One thing we noticed in our driving, that seemed odd at the time, was that the two-lane highways had occasional speed bumps. You had to slow down and, when you did, poor children ran out to beg from you. I don’t know if the speed bumps, which were labeled in Spanish “Los Topes” were intended to promote highway safety of if they were part of a strange welfare program.

I started to write a story about how my illness on that trip was a kind of speed bump in my vacation. I recently took a look at one of my notebooks from that time and noticed that the story was never finished.

Speed bumps were strange to us at the time. We had mostly seen them in parking lots in the US, but never on regular streets. That was soon to change. In the decades that have passed since, these bizarre devices have been installed all over Chicago. We have two in our block alone.

My first reaction when I saw these being installed was to wonder what they would be like after a few Chicago winters. Now I know. They are a miserable patchwork of pothole and bump. Near many of the speed bumps there are depressions in the street that seem in danger of becoming sink holes.

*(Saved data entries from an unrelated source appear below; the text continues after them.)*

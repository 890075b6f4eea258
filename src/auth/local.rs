//! Local identity provider
//!
//! Accounts live in `users.json` as Argon2id PHC strings; the active session
//! is persisted to `session.json` so it survives between CLI invocations.

use std::path::PathBuf;

use argon2::password_hash::{
    rand_core::OsRng, PasswordHash, PasswordHasher, PasswordVerifier, SaltString,
};
use argon2::Argon2;
use chrono::{DateTime, Utc};
use serde::{Deserialize, Serialize};

use crate::models::UserId;
use crate::storage::{read_json, read_json_optional, remove_if_exists, write_json_atomic};

use super::{normalize_email, AuthError, AuthErrorKind, IdentityProvider, Session, SessionListener};

/// Minimum accepted password length, in characters
pub const MIN_PASSWORD_LEN: usize = 6;

#[derive(Debug, Clone, Serialize, Deserialize)]
struct UserRecord {
    user_id: UserId,
    email: String,
    password_hash: String,
    created_at: DateTime<Utc>,
}

#[derive(Debug, Default, Serialize, Deserialize)]
struct UserDirectory {
    #[serde(default)]
    users: Vec<UserRecord>,
}

impl UserDirectory {
    fn find(&self, email: &str) -> Option<&UserRecord> {
        self.users.iter().find(|u| u.email == email)
    }
}

/// Identity provider backed by JSON files
pub struct LocalIdentityProvider {
    users_file: PathBuf,
    session_file: PathBuf,
    session: Option<Session>,
    listeners: Vec<SessionListener>,
}

impl LocalIdentityProvider {
    /// Open the provider, restoring any persisted session
    ///
    /// An unreadable session file is treated as signed out.
    pub fn open(users_file: PathBuf, session_file: PathBuf) -> Self {
        let session = read_json_optional::<Session, _>(&session_file)
            .ok()
            .flatten();
        Self {
            users_file,
            session_file,
            session,
            listeners: Vec::new(),
        }
    }

    fn load_users(&self) -> Result<UserDirectory, AuthError> {
        read_json(&self.users_file).map_err(|e| AuthError::unknown(e.to_string()))
    }

    fn start_session(&mut self, record: &UserRecord) -> Result<Session, AuthError> {
        let session = Session {
            user_id: record.user_id,
            email: record.email.clone(),
            signed_in_at: Utc::now(),
        };
        write_json_atomic(&self.session_file, &session)
            .map_err(|e| AuthError::unknown(e.to_string()))?;
        self.session = Some(session.clone());
        self.notify();
        Ok(session)
    }

    fn notify(&mut self) {
        let current = self.session.as_ref();
        for listener in self.listeners.iter_mut() {
            listener(current);
        }
    }
}

fn hash_password(password: &str) -> Result<String, AuthError> {
    let salt = SaltString::generate(&mut OsRng);
    Argon2::default()
        .hash_password(password.as_bytes(), &salt)
        .map(|hash| hash.to_string())
        .map_err(|e| AuthError::unknown(format!("Failed to hash password: {}", e)))
}

fn verify_password(password: &str, phc: &str) -> Result<bool, AuthError> {
    let parsed = PasswordHash::new(phc)
        .map_err(|e| AuthError::unknown(format!("Invalid stored hash: {}", e)))?;
    Ok(Argon2::default()
        .verify_password(password.as_bytes(), &parsed)
        .is_ok())
}

impl IdentityProvider for LocalIdentityProvider {
    fn sign_in(&mut self, email: &str, password: &str) -> Result<Session, AuthError> {
        let email = normalize_email(email)?;
        let users = self.load_users()?;
        let record = users
            .find(&email)
            .ok_or(AuthError::new(AuthErrorKind::UserNotFound))?;

        if !verify_password(password, &record.password_hash)? {
            return Err(AuthError::new(AuthErrorKind::WrongPassword));
        }

        let record = record.clone();
        self.start_session(&record)
    }

    fn sign_up(&mut self, email: &str, password: &str) -> Result<Session, AuthError> {
        let email = normalize_email(email)?;
        if password.chars().count() < MIN_PASSWORD_LEN {
            return Err(AuthError::new(AuthErrorKind::WeakPassword));
        }

        let mut users = self.load_users()?;
        if users.find(&email).is_some() {
            return Err(AuthError::new(AuthErrorKind::EmailInUse));
        }

        let record = UserRecord {
            user_id: UserId::new(),
            email,
            password_hash: hash_password(password)?,
            created_at: Utc::now(),
        };
        users.users.push(record.clone());
        write_json_atomic(&self.users_file, &users)
            .map_err(|e| AuthError::unknown(e.to_string()))?;

        self.start_session(&record)
    }

    fn sign_out(&mut self) -> Result<(), AuthError> {
        if self.session.is_none() {
            return Ok(());
        }
        remove_if_exists(&self.session_file).map_err(|e| AuthError::unknown(e.to_string()))?;
        self.session = None;
        self.notify();
        Ok(())
    }

    fn current_session(&self) -> Option<&Session> {
        self.session.as_ref()
    }

    fn on_session_change(&mut self, mut listener: SessionListener) {
        listener(self.session.as_ref());
        self.listeners.push(listener);
    }
}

Night and day, you can hear cars bottom out as they go over them. They don’t really need to be going fast for this to happen. Our cars have been so shaken by these devices that pieces of our cars hang from the undercarriage and drag on the street.

Do these devices at least result in safer streets? I’m not sure. A quick Internet search turns up a lot of sites devoted to selling speed bumps, but nothing that I could find that would resemble a scientific study. If you find something, let me know.

But here is my personal observation. Cars on my street seem much more erratic as they drive through. The bumps are not always easily visible, so cars often must slam on the brakes when they realize that they are about to hit a bump. Then there are the goofballs who rev their cars for a fast acceleration once the speed bump is cleared, only to slam on the brakes when the next one is encountered. That kind of behavior doesn’t seem safe to me.

Look, I don’t want speeding in my neighborhood. We live across from a school and a park. There are lots of kids. And there are animals. I’m not worried about the skunks and squirrels, but there are pets. My stupid dog would run in front of every single car that drives by, if we let him. So I’m not in favor of speeding.

We need to slow down.

But I don’t think that speed bumps are the way.